*** DATA ***

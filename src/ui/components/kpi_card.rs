use dioxus::prelude::*;

use crate::domain::Metric;
use crate::ui::theme::{self, Trend};

#[component]
pub fn KpiCard(metric: Metric) -> Element {
    let trend = Trend::from_change(metric.relative_change);
    let change = percent_label(metric.relative_change);
    let value = if metric.formatted_value.is_empty() {
        "—".to_string()
    } else {
        metric.formatted_value.clone()
    };

    rsx! {
        div {
            class: "kpi-card",
            h3 { class: "kpi-title", "{metric.title}" }
            p { class: "kpi-value", "{value}" }
            p {
                class: "{theme::trend_class(trend)}",
                "{trend.arrow()} {change}"
            }
        }
    }
}

/// Signed percentage for a fractional change, one decimal.
pub fn percent_label(fraction: f64) -> String {
    if !fraction.is_finite() {
        return "—".to_string();
    }
    let pct = fraction * 100.0;
    if pct.abs() < 0.05 {
        "0.0%".to_string()
    } else {
        format!("{pct:+.1}%")
    }
}
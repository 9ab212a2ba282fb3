use dioxus::prelude::*;

use crate::config::{product_name, DEFAULT_PRODUCTS};
use crate::domain::numeric::format_grouped;
use crate::domain::MonthlyPoint;
use crate::ui::theme;

/// Monthly points pivoted into one row per month and one column per product.
#[derive(Clone, Debug, PartialEq)]
pub struct SeriesGrid {
    pub codes: Vec<String>,
    pub rows: Vec<SeriesGridRow>,
}

#[derive(Clone, Debug, PartialEq)]
pub struct SeriesGridRow {
    pub date: String,
    pub counts: Vec<Option<i64>>,
}

/// Known products keep their usual column order; unknown codes follow in
/// the order they first appear. Rows are sorted by date.
pub fn pivot(points: &[MonthlyPoint]) -> SeriesGrid {
    let mut codes: Vec<String> = DEFAULT_PRODUCTS
        .iter()
        .filter(|product| points.iter().any(|point| point.series_key == product.code))
        .map(|product| product.code.to_string())
        .collect();
    for point in points {
        if !codes.contains(&point.series_key) {
            codes.push(point.series_key.clone());
        }
    }

    let mut dates: Vec<&str> = points.iter().map(|point| point.date.as_str()).collect();
    dates.sort_unstable();
    dates.dedup();

    let rows = dates
        .into_iter()
        .map(|date| SeriesGridRow {
            date: date.to_string(),
            counts: codes
                .iter()
                .map(|code| {
                    points
                        .iter()
                        .find(|point| point.date == date && &point.series_key == code)
                        .map(|point| point.count)
                })
                .collect(),
        })
        .collect();

    SeriesGrid { codes, rows }
}

#[component]
pub fn SeriesTable(points: Vec<MonthlyPoint>) -> Element {
    let grid = pivot(&points);
    if grid.rows.is_empty() {
        return rsx! {
            p { class: "{theme::MUTED}", "No monthly data in the selected range." }
        };
    }

    let headers = grid
        .codes
        .iter()
        .map(|code| product_name(code).unwrap_or(code.as_str()).to_string())
        .collect::<Vec<_>>();
    let rows = grid
        .rows
        .into_iter()
        .map(|row| {
            let month = row.date.get(..7).unwrap_or(&row.date).to_string();
            let cells = row
                .counts
                .into_iter()
                .map(|count| count.map_or_else(|| "—".to_string(), |c| format_grouped(c as f64, 0)))
                .collect::<Vec<_>>();
            (month, cells)
        })
        .collect::<Vec<_>>();

    rsx! {
        table {
            class: "{theme::TABLE}",
            thead {
                tr {
                    th { "Month" }
                    for header in headers {
                        th { class: "{theme::NUMERIC_CELL}", "{header}" }
                    }
                }
            }
            tbody {
                for (month, cells) in rows {
                    tr {
                        td { "{month}" }
                        for cell in cells {
                            td { class: "{theme::NUMERIC_CELL}", "{cell}" }
                        }
                    }
                }
            }
        }
    }
}

#[cfg(test)]
mod tests {
    use super::*;

    fn point(date: &str, key: &str, count: i64) -> MonthlyPoint {
        MonthlyPoint {
            date: date.into(),
            series_key: key.into(),
            count,
        }
    }

    #[test]
    fn pivots_by_month_and_product() {
        let points = [
            point("2025-02-01", "2701", 20),
            point("2025-01-01", "9999", 5),
            point("2025-01-01", "2701", 10),
            point("2025-01-01", "2603", 3),
        ];
        let grid = pivot(&points);

        assert_eq!(grid.codes, ["2603", "2701", "9999"]);
        assert_eq!(grid.rows.len(), 2);
        assert_eq!(grid.rows[0].date, "2025-01-01");
        assert_eq!(grid.rows[0].counts, [Some(3), Some(10), Some(5)]);
        assert_eq!(grid.rows[1].counts, [None, Some(20), None]);
    }

    #[test]
    fn empty_points_give_empty_grid() {
        let grid = pivot(&[]);
        assert!(grid.codes.is_empty());
        assert!(grid.rows.is_empty());
    }
}
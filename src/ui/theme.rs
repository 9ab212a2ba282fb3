//! Class names shared across views. The rules live in `assets/main.css`.

// ============================================
// LAYOUT
// ============================================

pub const PANEL: &str = "panel";
pub const PANEL_HEADER: &str = "panel-header";
pub const PANEL_TITLE: &str = "panel-title";
pub const KPI_GRID: &str = "kpi-grid";
pub const MUTED: &str = "muted";
pub const NOTICE: &str = "notice";

// ============================================
// CONTROLS
// ============================================

pub const BUTTON: &str = "btn";
pub const INPUT: &str = "input";

pub fn nav_button(active: bool) -> &'static str {
    if active {
        "nav-btn nav-btn-active"
    } else {
        "nav-btn"
    }
}

// ============================================
// TABLES
// ============================================

pub const TABLE: &str = "data-table";
pub const NUMERIC_CELL: &str = "num";
pub const BAR_TRACK: &str = "bar-track";
pub const BAR_FILL: &str = "bar-fill";

pub fn status_badge(ok: bool) -> &'static str {
    if ok {
        "badge badge-ok"
    } else {
        "badge badge-fail"
    }
}

// ============================================
// TRENDS
// ============================================

#[derive(Clone, Copy, Debug, PartialEq, Eq)]
pub enum Trend {
    Up,
    Down,
    Flat,
}

impl Trend {
    pub fn from_change(change: f64) -> Self {
        if change > 0.0 {
            Trend::Up
        } else if change < 0.0 {
            Trend::Down
        } else {
            Trend::Flat
        }
    }

    pub fn arrow(self) -> &'static str {
        match self {
            Trend::Up => "▲",
            Trend::Down => "▼",
            Trend::Flat => "•",
        }
    }
}

pub fn trend_class(trend: Trend) -> &'static str {
    match trend {
        Trend::Up => "trend trend-up",
        Trend::Down => "trend trend-down",
        Trend::Flat => "trend",
    }
}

***

EXERCISE OBJECTIVE
Print the data above again, with nothing altered and nothing left out.

EXERCISE OUTPUT
filename src/ui/components/kpi_card.rs
use dioxus::prelude::*;

use crate::domain::Metric;
use crate::ui::theme::{self, Trend};

#[component]
pub fn KpiCard(metric: Metric) -> Element {
    let trend = Trend::from_change(metric.relative_change);
    let change = percent_label(metric.relative_change);
    let value = if metric.formatted_value.is_empty() {
        "—".to_string()
    } else {
        metric.formatted_value.clone()
    };

    rsx! {
        div {
            class: "kpi-card",
            h3 { class: "kpi-title", "{metric.title}" }
            p { class: "kpi-value", "{value}" }
            p {
                class: "{theme::trend_class(trend)}",
                "{trend.arrow()} {change}"
            }
        }
    }
}

/// Signed percentage for a fractional change, one decimal.
pub fn percent_label(fraction: f64) -> String {
    if !fraction.is_finite() {
        return "—".to_string();
    }
    let pct = fraction * 100.0;
    if pct.abs() < 0.05 {
        "0.0%".to_string()
    } else {
        format!("{pct:+.1}%")
    }
}
repository 9ab212a2ba282fb3
use dioxus::prelude::*;

use crate::config::{product_name, DEFAULT_PRODUCTS};
use crate::domain::numeric::format_grouped;
use crate::domain::MonthlyPoint;
use crate::ui::theme;

/// Monthly points pivoted into one row per month and one column per product.
#[derive(Clone, Debug, PartialEq)]
pub struct SeriesGrid {
    pub codes: Vec<String>,
    pub rows: Vec<SeriesGridRow>,
}

#[derive(Clone, Debug, PartialEq)]
pub struct SeriesGridRow {
    pub date: String,
    pub counts: Vec<Option<i64>>,
}

/// Known products keep their usual column order; unknown codes follow in
/// the order they first appear. Rows are sorted by date.
pub fn pivot(points: &[MonthlyPoint]) -> SeriesGrid {
    let mut codes: Vec<String> = DEFAULT_PRODUCTS
        .iter()
        .filter(|product| points.iter().any(|point| point.series_key == product.code))
        .map(|product| product.code.to_string())
        .collect();
    for point in points {
        if !codes.contains(&point.series_key) {
            codes.push(point.series_key.clone());
        }
    }

    let mut dates: Vec<&str> = points.iter().map(|point| point.date.as_str()).collect();
    dates.sort_unstable();
    dates.dedup();

    let rows = dates
        .into_iter()
        .map(|date| SeriesGridRow {
            date: date.to_string(),
            counts: codes
                .iter()
                .map(|code| {
                    points
                        .iter()
                        .find(|point| point.date == date && &point.series_key == code)
                        .map(|point| point.count)
                })
                .collect(),
        })
        .collect();

    SeriesGrid { codes, rows }
}

#[component]
pub fn SeriesTable(points: Vec<MonthlyPoint>) -> Element {
    let grid = pivot(&points);
    if grid.rows.is_empty() {
        return rsx! {
            p { class: "{theme::MUTED}", "No monthly data in the selected range." }
        };
    }

    let headers = grid
        .codes
        .iter()
        .map(|code| product_name(code).unwrap_or(code.as_str()).to_string())
        .collect::<Vec<_>>();
    let rows = grid
        .rows
        .into_iter()
        .map(|row| {
            let month = row.date.get(..7).unwrap_or(&row.date).to_string();
            let cells = row
                .counts
                .into_iter()
                .map(|count| count.map_or_else(|| "—".to_string(), |c| format_grouped(c as f64, 0)))
                .collect::<Vec<_>>();
            (month, cells)
        })
        .collect::<Vec<_>>();

    rsx! {
        table {
            class: "{theme::TABLE}",
            thead {
                tr {
                    th { "Month" }
                    for header in headers {
                        th { class: "{theme::NUMERIC_CELL}", "{header}" }
                    }
                }
            }
            tbody {
                for (month, cells) in rows {
                    tr {
                        td { "{month}" }
                        for cell in cells {
                            td { class: "{theme::NUMERIC_CELL}", "{cell}" }
                        }
                    }
                }
            }
        }
    }
}

#[cfg(test)]
mod tests {
    use super::*;

    fn point(date: &str, key: &str, count: i64) -> MonthlyPoint {
        MonthlyPoint {
            date: date.into(),
            series_key: key.into(),
            count,
        }
    }

    #[test]
    fn pivots_by_month_and_product() {
        let points = [
            point("2025-02-01", "2701", 20),
            point("2025-01-01", "9999", 5),
            point("2025-01-01", "2701", 10),
            point("2025-01-01", "2603", 3),
        ];
        let grid = pivot(&points);

        assert_eq!(grid.codes, ["2603", "2701", "9999"]);
        assert_eq!(grid.rows.len(), 2);
        assert_eq!(grid.rows[0].date, "2025-01-01");
        assert_eq!(grid.rows[0].counts, [Some(3), Some(10), Some(5)]);
        assert_eq!(grid.rows[1].counts, [None, Some(20), None]);
    }

    #[test]
    fn empty_points_give_empty_grid() {
        let grid = pivot(&[]);
        assert!(grid.codes.is_empty());
        assert!(grid.rows.is_empty());
    }
}
filename src/ui/theme.rs
repository 9ab212a2ba282fb3
//! Class names shared across views. The rules live in `assets/main.css`.

// ============================================
// LAYOUT
// ============================================

pub const PANEL: &str = "panel";
pub const PANEL_HEADER: &str = "panel-header";
pub const PANEL_TITLE: &str = "panel-title";
pub const KPI_GRID: &str = "kpi-grid";
pub const MUTED: &str = "muted";
pub const NOTICE: &str = "notice";

// ============================================
// CONTROLS
// ============================================

pub const BUTTON: &str = "btn";
pub const INPUT: &str = "input";

pub fn nav_button(active: bool) -> &'static str {
    if active {
        "nav-btn nav-btn-active"
    } else {
        "nav-btn"
    }
}

// ============================================
// TABLES
// ============================================

pub const TABLE: &str = "data-table";
pub const NUMERIC_CELL: &str = "num";
pub const BAR_TRACK: &str = "bar-track";
pub const BAR_FILL: &str = "bar-fill";

pub fn status_badge(ok: bool) -> &'static str {
    if ok {
        "badge badge-ok"
    } else {
        "badge badge-fail"
    }
}

// ============================================
// TRENDS
// ============================================

#[derive(Clone, Copy, Debug, PartialEq, Eq)]
pub enum Trend {
    Up,
    Down,
    Flat,
}

impl Trend {
    pub fn from_change(change: f64) -> Self {
        if change > 0.0 {
            Trend::Up
        } else if change < 0.0 {
            Trend::Down
        } else {
            Trend::Flat
        }
    }

    pub fn arrow(self) -> &'static str {
        match self {
            Trend::Up => "▲",
            Trend::Down => "▼",
            Trend::Flat => "•",
        }
    }
}

pub fn trend_class(trend: Trend) -> &'static str {
    match trend {
        Trend::Up => "trend trend-up",
        Trend::Down => "trend trend-down",
        Trend::Flat => "trend",
    }
}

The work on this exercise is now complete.